• TO DO:
In the data below, find every line that has the string "Debug", and copy it.

• DATA PROVIDED:
* * * * * * * * *
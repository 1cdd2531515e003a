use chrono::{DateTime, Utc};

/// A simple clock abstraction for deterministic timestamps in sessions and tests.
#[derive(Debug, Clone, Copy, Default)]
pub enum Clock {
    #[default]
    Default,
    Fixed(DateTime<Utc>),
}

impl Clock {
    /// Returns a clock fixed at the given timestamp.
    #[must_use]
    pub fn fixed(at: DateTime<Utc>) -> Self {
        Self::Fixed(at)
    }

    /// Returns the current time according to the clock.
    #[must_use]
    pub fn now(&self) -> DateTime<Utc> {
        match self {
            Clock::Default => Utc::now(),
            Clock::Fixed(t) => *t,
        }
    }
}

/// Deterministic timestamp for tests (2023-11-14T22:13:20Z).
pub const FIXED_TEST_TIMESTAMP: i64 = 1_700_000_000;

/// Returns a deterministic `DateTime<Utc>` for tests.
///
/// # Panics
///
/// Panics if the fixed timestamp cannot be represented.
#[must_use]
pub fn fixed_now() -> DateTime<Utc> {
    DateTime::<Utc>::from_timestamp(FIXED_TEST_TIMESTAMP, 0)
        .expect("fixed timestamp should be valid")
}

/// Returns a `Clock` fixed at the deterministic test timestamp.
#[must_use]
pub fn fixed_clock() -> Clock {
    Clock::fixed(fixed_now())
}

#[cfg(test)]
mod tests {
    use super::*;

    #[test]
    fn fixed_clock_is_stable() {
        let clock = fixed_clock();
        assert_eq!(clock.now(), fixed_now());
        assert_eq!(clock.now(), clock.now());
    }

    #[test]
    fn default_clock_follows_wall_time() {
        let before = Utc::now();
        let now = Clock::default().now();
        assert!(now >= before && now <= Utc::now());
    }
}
* * * * * * * * *
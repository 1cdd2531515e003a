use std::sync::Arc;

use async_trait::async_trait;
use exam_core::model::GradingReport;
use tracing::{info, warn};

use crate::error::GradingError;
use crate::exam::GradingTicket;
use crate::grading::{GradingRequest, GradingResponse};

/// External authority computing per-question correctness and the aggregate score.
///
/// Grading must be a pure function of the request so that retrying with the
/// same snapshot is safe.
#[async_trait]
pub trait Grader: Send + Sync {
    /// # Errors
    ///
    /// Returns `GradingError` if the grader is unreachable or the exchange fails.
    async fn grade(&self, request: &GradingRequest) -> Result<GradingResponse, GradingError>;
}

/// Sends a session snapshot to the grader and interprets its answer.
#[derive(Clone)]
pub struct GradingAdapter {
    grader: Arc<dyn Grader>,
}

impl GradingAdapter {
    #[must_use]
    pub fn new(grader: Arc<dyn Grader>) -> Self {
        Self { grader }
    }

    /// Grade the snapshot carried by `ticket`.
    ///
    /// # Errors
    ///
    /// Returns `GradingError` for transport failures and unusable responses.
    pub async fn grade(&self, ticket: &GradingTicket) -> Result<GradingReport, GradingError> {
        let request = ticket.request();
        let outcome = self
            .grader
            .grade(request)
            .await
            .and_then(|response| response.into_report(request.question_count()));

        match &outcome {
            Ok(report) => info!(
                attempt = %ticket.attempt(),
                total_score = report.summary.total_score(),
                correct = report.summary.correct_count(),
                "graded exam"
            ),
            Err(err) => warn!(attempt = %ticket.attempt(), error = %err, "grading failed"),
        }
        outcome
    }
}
* * * * * * * * *
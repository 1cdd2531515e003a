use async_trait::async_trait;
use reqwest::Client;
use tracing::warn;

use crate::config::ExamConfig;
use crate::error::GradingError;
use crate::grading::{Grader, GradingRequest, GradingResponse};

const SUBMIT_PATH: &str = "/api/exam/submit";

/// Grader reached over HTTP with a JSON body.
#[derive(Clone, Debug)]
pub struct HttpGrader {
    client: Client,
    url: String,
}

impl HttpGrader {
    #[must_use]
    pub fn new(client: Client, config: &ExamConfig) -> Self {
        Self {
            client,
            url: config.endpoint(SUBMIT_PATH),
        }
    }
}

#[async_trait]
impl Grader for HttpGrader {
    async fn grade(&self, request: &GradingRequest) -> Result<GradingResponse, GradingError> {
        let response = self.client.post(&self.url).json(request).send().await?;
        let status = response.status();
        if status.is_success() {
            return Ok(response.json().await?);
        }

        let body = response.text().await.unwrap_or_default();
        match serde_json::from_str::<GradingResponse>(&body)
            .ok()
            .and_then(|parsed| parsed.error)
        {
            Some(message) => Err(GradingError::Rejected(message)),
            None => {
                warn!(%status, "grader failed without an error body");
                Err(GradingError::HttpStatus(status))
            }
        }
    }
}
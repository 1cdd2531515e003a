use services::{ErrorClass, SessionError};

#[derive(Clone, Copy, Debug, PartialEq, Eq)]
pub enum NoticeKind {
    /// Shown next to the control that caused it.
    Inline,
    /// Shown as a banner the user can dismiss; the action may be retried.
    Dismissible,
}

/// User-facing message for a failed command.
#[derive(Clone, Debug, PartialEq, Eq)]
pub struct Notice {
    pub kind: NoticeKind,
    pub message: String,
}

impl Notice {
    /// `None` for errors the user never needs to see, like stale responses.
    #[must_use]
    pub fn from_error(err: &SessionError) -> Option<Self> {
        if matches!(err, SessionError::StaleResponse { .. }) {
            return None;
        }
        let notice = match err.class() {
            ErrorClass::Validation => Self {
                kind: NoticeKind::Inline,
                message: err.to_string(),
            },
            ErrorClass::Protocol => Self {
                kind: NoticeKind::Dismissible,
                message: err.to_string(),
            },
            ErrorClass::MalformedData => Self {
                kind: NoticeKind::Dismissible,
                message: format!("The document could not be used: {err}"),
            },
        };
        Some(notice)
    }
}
* * * * * * * * *
• SOLUTION TO THE EXERCISE:
#[derive(Debug, Clone, Copy, Default)]
#[derive(Clone, Debug)]
#[derive(Clone, Copy, Debug, PartialEq, Eq)]
#[derive(Clone, Debug, PartialEq, Eq)]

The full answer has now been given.